(Stored items)
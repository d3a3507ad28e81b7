use crate::codec::{str_size, Packet};
use crate::error::{CommandError, ErrorCode};
use crate::types::{ThreadGroupId, ThreadId, SUSPEND_STATUS_SUSPENDED, THREAD_STATUS_RUNNING, THREAD_STATUS_SLEEPING};
use crate::vm::Frame;

use super::{CommandResult, DebugContext};

fn read_thread(ctx: &DebugContext, p: &mut Packet) -> Result<(ThreadId, &'static str), CommandError> {
    let thread = p.read_thread_id()?;
    match ctx.threads.thread_name(thread) {
        Some(name) => Ok((thread, name)),
        None => {
            tracing::debug!(target: "svm.jdwp", thread_id = thread, "unknown thread");
            Err(ErrorCode::INVALID_THREAD.into())
        }
    }
}

fn read_group(ctx: &DebugContext, p: &mut Packet) -> Result<(ThreadGroupId, &'static str), CommandError> {
    let group = p.read_thread_group_id()?;
    match ctx.threads.group_name(group) {
        Some(name) => Ok((group, name)),
        None => {
            tracing::debug!(target: "svm.jdwp", thread_group_id = group, "unknown thread group");
            Err(ErrorCode::INVALID_THREAD_GROUP.into())
        }
    }
}

/// Only the application thread has a Java-level call stack.
fn frames_of(ctx: &DebugContext, thread: ThreadId) -> Vec<Frame> {
    if thread == ctx.threads.app {
        ctx.vm.frames()
    } else {
        Vec::new()
    }
}

pub(super) fn handle(ctx: &DebugContext, command: u8, id: u32, p: &mut Packet) -> CommandResult {
    match command {
        // ThreadReference.Name
        1 => {
            let (_, name) = read_thread(ctx, p)?;
            let mut reply = ctx.reply(id, str_size(name));
            reply.write_str(name);
            Ok(Some(reply))
        }
        // ThreadReference.Suspend
        2 => {
            let (thread, _) = read_thread(ctx, p)?;
            if thread != ctx.threads.app {
                return Err(ErrorCode::INVALID_THREAD.into());
            }
            ctx.send_now(ctx.reply(id, 0))?;
            ctx.vm.suspend();
            Ok(None)
        }
        // ThreadReference.Resume
        3 => {
            let (thread, _) = read_thread(ctx, p)?;
            if thread != ctx.threads.app {
                return Err(ErrorCode::INVALID_THREAD.into());
            }
            if ctx.vm.suspend_count() <= 1 {
                ctx.events.dispatch_thread_start()?;
            }
            ctx.vm.resume();
            Ok(Some(ctx.reply(id, 0)))
        }
        // ThreadReference.Status
        4 => {
            read_thread(ctx, p)?;
            let mut reply = ctx.reply(id, 8);
            if ctx.vm.is_suspended() {
                reply.write_u32(THREAD_STATUS_SLEEPING);
                reply.write_u32(SUSPEND_STATUS_SUSPENDED);
            } else {
                reply.write_u32(THREAD_STATUS_RUNNING);
                reply.write_u32(0);
            }
            Ok(Some(reply))
        }
        // ThreadReference.ThreadGroup
        5 => {
            let (thread, _) = read_thread(ctx, p)?;
            let group = ctx
                .threads
                .group_of(thread)
                .ok_or(CommandError::Reply(ErrorCode::INVALID_THREAD))?;
            let mut reply = ctx.reply(id, ctx.packets.id_sizes().object_id);
            reply.write_thread_group_id(group);
            Ok(Some(reply))
        }
        // ThreadReference.Frames
        6 => {
            let (thread, _) = read_thread(ctx, p)?;
            let start = p.read_i32()?;
            let length = p.read_i32()?;
            let frames = frames_of(ctx, thread);
            let selected = select_frames(&frames, start, length).ok_or_else(|| {
                tracing::debug!(
                    target: "svm.jdwp",
                    start,
                    length,
                    frame_count = frames.len(),
                    "frame range out of bounds"
                );
                CommandError::Reply(ErrorCode::ILLEGAL_ARGUMENT)
            })?;

            let sizes = ctx.packets.id_sizes();
            let mut reply = ctx.reply(id, 4 + selected.len() * (sizes.frame_id + sizes.location()));
            reply.write_u32(selected.len() as u32);
            for frame in selected {
                reply.write_frame_id(frame.frame_id);
                reply.write_location(&frame.location);
            }
            Ok(Some(reply))
        }
        // ThreadReference.FrameCount
        7 => {
            let (thread, _) = read_thread(ctx, p)?;
            let count = if thread == ctx.threads.app {
                ctx.vm.frame_count()
            } else {
                0
            };
            let mut reply = ctx.reply(id, 4);
            reply.write_u32(count);
            Ok(Some(reply))
        }
        // ThreadReference.SuspendCount
        12 => {
            let (thread, _) = read_thread(ctx, p)?;
            let count = if thread == ctx.threads.app && ctx.vm.is_suspended() {
                ctx.vm.suspend_count()
            } else {
                0
            };
            let mut reply = ctx.reply(id, 4);
            reply.write_u32(count);
            Ok(Some(reply))
        }
        _ => Err(ErrorCode::NOT_IMPLEMENTED.into()),
    }
}

/// `length == -1` selects every frame from `start` on.
fn select_frames(frames: &[Frame], start: i32, length: i32) -> Option<&[Frame]> {
    let start = usize::try_from(start).ok()?;
    if start > frames.len() {
        return None;
    }
    let end = match length {
        -1 => frames.len(),
        n => start.checked_add(usize::try_from(n).ok()?)?,
    };
    frames.get(start..end)
}

pub(super) fn handle_group(ctx: &DebugContext, command: u8, id: u32, p: &mut Packet) -> CommandResult {
    match command {
        // ThreadGroupReference.Name
        1 => {
            let (_, name) = read_group(ctx, p)?;
            let mut reply = ctx.reply(id, str_size(name));
            reply.write_str(name);
            Ok(Some(reply))
        }
        // ThreadGroupReference.Parent: both groups are top-level.
        2 => {
            read_group(ctx, p)?;
            let mut reply = ctx.reply(id, ctx.packets.id_sizes().object_id);
            reply.write_thread_group_id(0);
            Ok(Some(reply))
        }
        // ThreadGroupReference.Children
        3 => {
            let (group, _) = read_group(ctx, p)?;
            let threads = ctx.threads.children(group).unwrap_or_default();
            let mut reply = ctx.reply(id, 4 + threads.len() * ctx.packets.id_sizes().object_id + 4);
            reply.write_u32(threads.len() as u32);
            for thread in threads {
                reply.write_thread_id(thread);
            }
            reply.write_u32(0);
            Ok(Some(reply))
        }
        _ => Err(ErrorCode::NOT_IMPLEMENTED.into()),
    }
}

#[cfg(test)]
mod tests {
    use super::*;
    use crate::event::{EventKind, SuspendPolicy};
    use crate::handlers::test_support::Harness;
    use crate::types::{
        Location, COMMAND_SET_EVENT, COMMAND_SET_THREAD_GROUP_REFERENCE as TGR,
        COMMAND_SET_THREAD_REFERENCE as TR,
    };
    use crate::vm::VmControl;

    const APP: u64 = 0x1003;
    const JDWP: u64 = 0x1002;

    fn frame(id: u64, index: u64) -> Frame {
        Frame {
            frame_id: id,
            location: Location {
                type_tag: 1,
                class_id: 3,
                method_id: 2,
                index,
            },
        }
    }

    #[test]
    fn names_and_unknown_threads() {
        let h = Harness::new();
        assert_eq!(h.call(TR, 1, |p| p.write_thread_id(APP)).read_str().unwrap(), "APP_Thread");
        assert_eq!(h.call(TR, 1, |p| p.write_thread_id(JDWP)).read_str().unwrap(), "JDWP_Thread");
        assert_eq!(
            h.call(TR, 1, |p| p.write_thread_id(0x4444)).error_code(),
            ErrorCode::INVALID_THREAD
        );
    }

    #[test]
    fn suspend_only_accepts_the_app_thread() {
        let h = Harness::new();
        assert_eq!(
            h.call(TR, 2, |p| p.write_thread_id(JDWP)).error_code(),
            ErrorCode::INVALID_THREAD
        );
        assert!(!h.vm.is_suspended());

        let reply = h.call(TR, 2, |p| p.write_thread_id(APP));
        assert_eq!(reply.error_code(), ErrorCode::NONE);
        assert_eq!(h.vm.suspend_count(), 1);

        let mut reply = h.call(TR, 12, |p| p.write_thread_id(APP));
        assert_eq!(reply.read_u32().unwrap(), 1);
        let mut reply = h.call(TR, 12, |p| p.write_thread_id(JDWP));
        assert_eq!(reply.read_u32().unwrap(), 0);
    }

    #[test]
    fn status_follows_vm_suspension() {
        let h = Harness::new();
        let mut reply = h.call(TR, 4, |p| p.write_thread_id(APP));
        assert_eq!(reply.read_u32().unwrap(), THREAD_STATUS_RUNNING);
        assert_eq!(reply.read_u32().unwrap(), 0);

        h.vm.suspend();
        let mut reply = h.call(TR, 4, |p| p.write_thread_id(APP));
        assert_eq!(reply.read_u32().unwrap(), THREAD_STATUS_SLEEPING);
        assert_eq!(reply.read_u32().unwrap(), SUSPEND_STATUS_SUSPENDED);
    }

    #[test]
    fn resume_replays_thread_start_before_the_reply() {
        let h = Harness::new();
        let request = h.ctx.events.new_event(EventKind::ThreadStart, SuspendPolicy::None);
        h.ctx.events.add(request);
        h.vm.suspend();

        let reply = h.call(TR, 3, |p| p.write_thread_id(APP));
        assert!(reply.is_reply());
        assert!(!h.vm.is_suspended());

        let sent = h.sink.sent.lock().unwrap();
        assert_eq!(sent.len(), 2);
        assert_eq!((sent[0][9], sent[0][10]), (COMMAND_SET_EVENT, 100));
    }

    #[test]
    fn resume_only_accepts_the_app_thread() {
        let h = Harness::new();
        let request = h.ctx.events.new_event(EventKind::ThreadStart, SuspendPolicy::None);
        h.ctx.events.add(request);
        h.vm.suspend();

        for thread in [JDWP, 0x1001] {
            let reply = h.call(TR, 3, |p| p.write_thread_id(thread));
            assert_eq!(reply.error_code(), ErrorCode::INVALID_THREAD);
        }
        assert_eq!(h.vm.suspend_count(), 1);
        assert_eq!(h.sent(), 2, "only the two error replies");
    }

    #[test]
    fn thread_groups() {
        let h = Harness::new();
        assert_eq!(
            h.call(TR, 5, |p| p.write_thread_id(APP)).read_thread_group_id().unwrap(),
            0x2002
        );
        assert_eq!(
            h.call(TR, 5, |p| p.write_thread_id(JDWP)).read_thread_group_id().unwrap(),
            0x2001
        );

        assert_eq!(
            h.call(TGR, 1, |p| p.write_thread_group_id(0x2001)).read_str().unwrap(),
            "Main_ThreadGroup"
        );
        assert_eq!(
            h.call(TGR, 2, |p| p.write_thread_group_id(0x2002)).read_thread_group_id().unwrap(),
            0
        );

        let mut reply = h.call(TGR, 3, |p| p.write_thread_group_id(0x2001));
        assert_eq!(reply.read_u32().unwrap(), 2);
        assert_eq!(reply.read_thread_id().unwrap(), 0x1001);
        assert_eq!(reply.read_thread_id().unwrap(), 0x1002);
        assert_eq!(reply.read_u32().unwrap(), 0);
        assert_eq!(reply.remaining(), 0);

        assert_eq!(
            h.call(TGR, 3, |p| p.write_thread_group_id(7)).error_code(),
            ErrorCode::INVALID_THREAD_GROUP
        );
    }

    #[test]
    fn frames_honour_start_and_length() {
        let h = Harness::new();
        h.vm.set_frames(vec![frame(1, 4), frame(2, 0), frame(3, 2)]);

        let mut reply = h.call(TR, 7, |p| p.write_thread_id(APP));
        assert_eq!(reply.read_u32().unwrap(), 3);

        let mut reply = h.call(TR, 6, |p| {
            p.write_thread_id(APP);
            p.write_i32(1);
            p.write_i32(-1);
        });
        assert_eq!(reply.read_u32().unwrap(), 2);
        assert_eq!(reply.read_frame_id().unwrap(), 2);
        assert_eq!(reply.read_location().unwrap(), frame(2, 0).location);
        assert_eq!(reply.read_frame_id().unwrap(), 3);

        let reply = h.call(TR, 6, |p| {
            p.write_thread_id(APP);
            p.write_i32(2);
            p.write_i32(5);
        });
        assert_eq!(reply.error_code(), ErrorCode::ILLEGAL_ARGUMENT);
    }

    #[test]
    fn frame_selection_bounds() {
        let frames = [frame(1, 0), frame(2, 0)];
        assert_eq!(select_frames(&frames, 0, -1).unwrap().len(), 2);
        assert_eq!(select_frames(&frames, 2, -1).unwrap().len(), 0);
        assert_eq!(select_frames(&frames, 1, 1).unwrap().len(), 1);
        assert!(select_frames(&frames, 3, -1).is_none());
        assert!(select_frames(&frames, -1, 1).is_none());
        assert!(select_frames(&frames, 0, -2).is_none());
    }
}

■ WORK TASK: Each line above that contains the word "ThreadGroupReference" counts once; give the total and no other text.

■ REPLY TO THE TASK: 3